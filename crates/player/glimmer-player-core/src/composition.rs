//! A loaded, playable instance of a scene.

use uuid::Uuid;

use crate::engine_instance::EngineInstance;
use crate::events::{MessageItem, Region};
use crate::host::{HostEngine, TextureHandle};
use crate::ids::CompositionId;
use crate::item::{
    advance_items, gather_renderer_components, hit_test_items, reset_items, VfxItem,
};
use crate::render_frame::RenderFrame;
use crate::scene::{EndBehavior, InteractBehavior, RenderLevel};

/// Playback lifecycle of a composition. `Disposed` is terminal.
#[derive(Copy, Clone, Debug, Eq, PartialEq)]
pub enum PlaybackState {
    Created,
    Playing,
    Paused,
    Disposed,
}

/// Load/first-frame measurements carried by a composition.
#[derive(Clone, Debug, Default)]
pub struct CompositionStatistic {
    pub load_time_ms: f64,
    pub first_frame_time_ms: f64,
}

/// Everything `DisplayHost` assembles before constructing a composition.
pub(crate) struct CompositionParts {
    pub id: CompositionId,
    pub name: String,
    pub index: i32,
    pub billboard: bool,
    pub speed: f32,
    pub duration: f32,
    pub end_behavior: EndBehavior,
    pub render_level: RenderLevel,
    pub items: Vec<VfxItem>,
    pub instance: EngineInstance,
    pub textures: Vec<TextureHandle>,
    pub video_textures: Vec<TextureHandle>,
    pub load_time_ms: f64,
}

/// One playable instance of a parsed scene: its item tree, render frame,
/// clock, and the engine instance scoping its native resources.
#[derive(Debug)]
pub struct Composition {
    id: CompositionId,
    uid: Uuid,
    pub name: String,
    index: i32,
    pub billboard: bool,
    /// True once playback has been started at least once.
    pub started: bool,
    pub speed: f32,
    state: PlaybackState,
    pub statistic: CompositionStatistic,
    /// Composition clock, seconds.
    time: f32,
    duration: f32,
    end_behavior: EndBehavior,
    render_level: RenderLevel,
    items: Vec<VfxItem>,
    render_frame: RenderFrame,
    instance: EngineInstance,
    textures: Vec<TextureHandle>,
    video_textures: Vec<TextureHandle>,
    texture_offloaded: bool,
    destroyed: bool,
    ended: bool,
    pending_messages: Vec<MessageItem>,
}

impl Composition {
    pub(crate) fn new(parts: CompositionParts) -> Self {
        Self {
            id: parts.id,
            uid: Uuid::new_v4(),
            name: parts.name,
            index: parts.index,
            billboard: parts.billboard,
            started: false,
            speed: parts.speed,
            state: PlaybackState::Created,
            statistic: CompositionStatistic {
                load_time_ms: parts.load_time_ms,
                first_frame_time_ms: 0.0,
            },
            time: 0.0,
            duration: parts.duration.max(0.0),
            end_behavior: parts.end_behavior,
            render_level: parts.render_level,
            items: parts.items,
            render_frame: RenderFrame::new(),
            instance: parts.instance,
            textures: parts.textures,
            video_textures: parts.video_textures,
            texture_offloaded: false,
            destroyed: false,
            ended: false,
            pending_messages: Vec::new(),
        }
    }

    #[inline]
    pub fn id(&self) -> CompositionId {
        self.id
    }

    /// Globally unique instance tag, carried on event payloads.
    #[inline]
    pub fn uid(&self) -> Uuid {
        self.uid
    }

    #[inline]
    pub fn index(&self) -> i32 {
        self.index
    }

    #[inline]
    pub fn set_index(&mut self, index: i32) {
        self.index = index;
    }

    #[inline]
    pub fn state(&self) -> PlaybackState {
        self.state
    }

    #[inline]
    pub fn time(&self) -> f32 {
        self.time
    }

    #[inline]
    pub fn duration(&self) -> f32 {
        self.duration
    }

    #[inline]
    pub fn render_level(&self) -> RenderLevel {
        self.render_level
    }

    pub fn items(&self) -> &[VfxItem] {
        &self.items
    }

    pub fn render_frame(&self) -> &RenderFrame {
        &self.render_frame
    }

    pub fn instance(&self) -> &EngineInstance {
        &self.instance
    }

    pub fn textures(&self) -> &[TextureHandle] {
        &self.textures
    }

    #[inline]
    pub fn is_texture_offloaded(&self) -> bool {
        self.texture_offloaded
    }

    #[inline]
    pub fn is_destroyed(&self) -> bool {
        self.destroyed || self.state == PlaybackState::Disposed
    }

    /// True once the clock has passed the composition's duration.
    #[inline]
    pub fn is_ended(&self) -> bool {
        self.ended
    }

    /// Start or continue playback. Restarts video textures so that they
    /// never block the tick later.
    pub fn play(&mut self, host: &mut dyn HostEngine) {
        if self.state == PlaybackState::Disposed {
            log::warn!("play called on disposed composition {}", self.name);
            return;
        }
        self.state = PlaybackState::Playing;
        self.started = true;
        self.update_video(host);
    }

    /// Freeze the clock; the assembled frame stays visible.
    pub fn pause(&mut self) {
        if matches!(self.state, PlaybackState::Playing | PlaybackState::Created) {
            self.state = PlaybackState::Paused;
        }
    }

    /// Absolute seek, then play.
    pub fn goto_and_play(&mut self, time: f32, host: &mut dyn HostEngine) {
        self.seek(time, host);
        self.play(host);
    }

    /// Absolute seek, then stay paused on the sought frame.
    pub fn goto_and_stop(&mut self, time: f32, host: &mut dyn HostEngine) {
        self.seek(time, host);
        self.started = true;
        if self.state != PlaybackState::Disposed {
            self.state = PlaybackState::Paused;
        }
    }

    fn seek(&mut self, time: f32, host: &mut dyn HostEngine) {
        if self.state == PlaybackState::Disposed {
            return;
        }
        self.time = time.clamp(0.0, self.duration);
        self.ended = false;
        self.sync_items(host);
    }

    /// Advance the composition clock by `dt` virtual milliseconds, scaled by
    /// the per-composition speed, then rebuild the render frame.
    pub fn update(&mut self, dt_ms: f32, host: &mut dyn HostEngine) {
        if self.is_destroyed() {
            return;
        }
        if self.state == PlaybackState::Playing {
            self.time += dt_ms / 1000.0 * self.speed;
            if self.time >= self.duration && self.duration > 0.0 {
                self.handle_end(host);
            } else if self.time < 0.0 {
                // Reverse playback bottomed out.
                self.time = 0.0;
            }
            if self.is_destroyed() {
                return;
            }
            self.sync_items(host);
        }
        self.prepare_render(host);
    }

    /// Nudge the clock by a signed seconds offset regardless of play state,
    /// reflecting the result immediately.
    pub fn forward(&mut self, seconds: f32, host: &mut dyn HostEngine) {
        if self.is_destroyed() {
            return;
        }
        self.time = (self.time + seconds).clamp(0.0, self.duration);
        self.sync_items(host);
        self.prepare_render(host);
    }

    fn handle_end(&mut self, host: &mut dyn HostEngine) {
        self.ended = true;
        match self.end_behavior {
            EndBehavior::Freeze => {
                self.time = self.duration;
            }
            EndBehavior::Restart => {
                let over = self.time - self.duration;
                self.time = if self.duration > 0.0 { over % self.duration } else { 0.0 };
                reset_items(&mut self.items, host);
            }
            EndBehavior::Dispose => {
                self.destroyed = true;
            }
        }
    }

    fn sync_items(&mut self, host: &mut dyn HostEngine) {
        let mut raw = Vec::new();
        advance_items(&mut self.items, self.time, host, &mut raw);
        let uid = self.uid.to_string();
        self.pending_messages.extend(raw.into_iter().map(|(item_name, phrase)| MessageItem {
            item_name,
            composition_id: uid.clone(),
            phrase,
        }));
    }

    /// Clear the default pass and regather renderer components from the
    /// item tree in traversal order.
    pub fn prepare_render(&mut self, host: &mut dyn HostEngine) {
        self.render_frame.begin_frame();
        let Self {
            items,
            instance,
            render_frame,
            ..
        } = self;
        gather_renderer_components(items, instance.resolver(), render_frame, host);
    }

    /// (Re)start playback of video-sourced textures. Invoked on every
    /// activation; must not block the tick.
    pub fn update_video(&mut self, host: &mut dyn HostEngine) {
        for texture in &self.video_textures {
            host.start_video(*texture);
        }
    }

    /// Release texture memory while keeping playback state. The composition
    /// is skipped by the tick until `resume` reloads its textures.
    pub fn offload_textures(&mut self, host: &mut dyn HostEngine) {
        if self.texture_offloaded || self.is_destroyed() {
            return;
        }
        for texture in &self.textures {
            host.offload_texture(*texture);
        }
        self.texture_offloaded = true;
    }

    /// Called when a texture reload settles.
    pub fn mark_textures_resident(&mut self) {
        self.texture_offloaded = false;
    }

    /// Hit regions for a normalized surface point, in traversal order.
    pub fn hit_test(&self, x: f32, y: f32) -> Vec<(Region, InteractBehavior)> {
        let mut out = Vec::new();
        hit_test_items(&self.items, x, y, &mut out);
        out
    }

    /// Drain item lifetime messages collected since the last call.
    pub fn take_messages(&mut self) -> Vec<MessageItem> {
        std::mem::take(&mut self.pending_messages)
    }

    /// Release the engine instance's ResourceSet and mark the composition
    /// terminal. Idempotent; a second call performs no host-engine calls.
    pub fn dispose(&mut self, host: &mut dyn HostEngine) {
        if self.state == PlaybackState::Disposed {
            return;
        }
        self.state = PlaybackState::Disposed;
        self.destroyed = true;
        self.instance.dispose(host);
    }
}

------------

## Exercise directions:
Reply with a number only, showing how many lines of the material contain the word "RenderFrame".

## Exercise solution:
4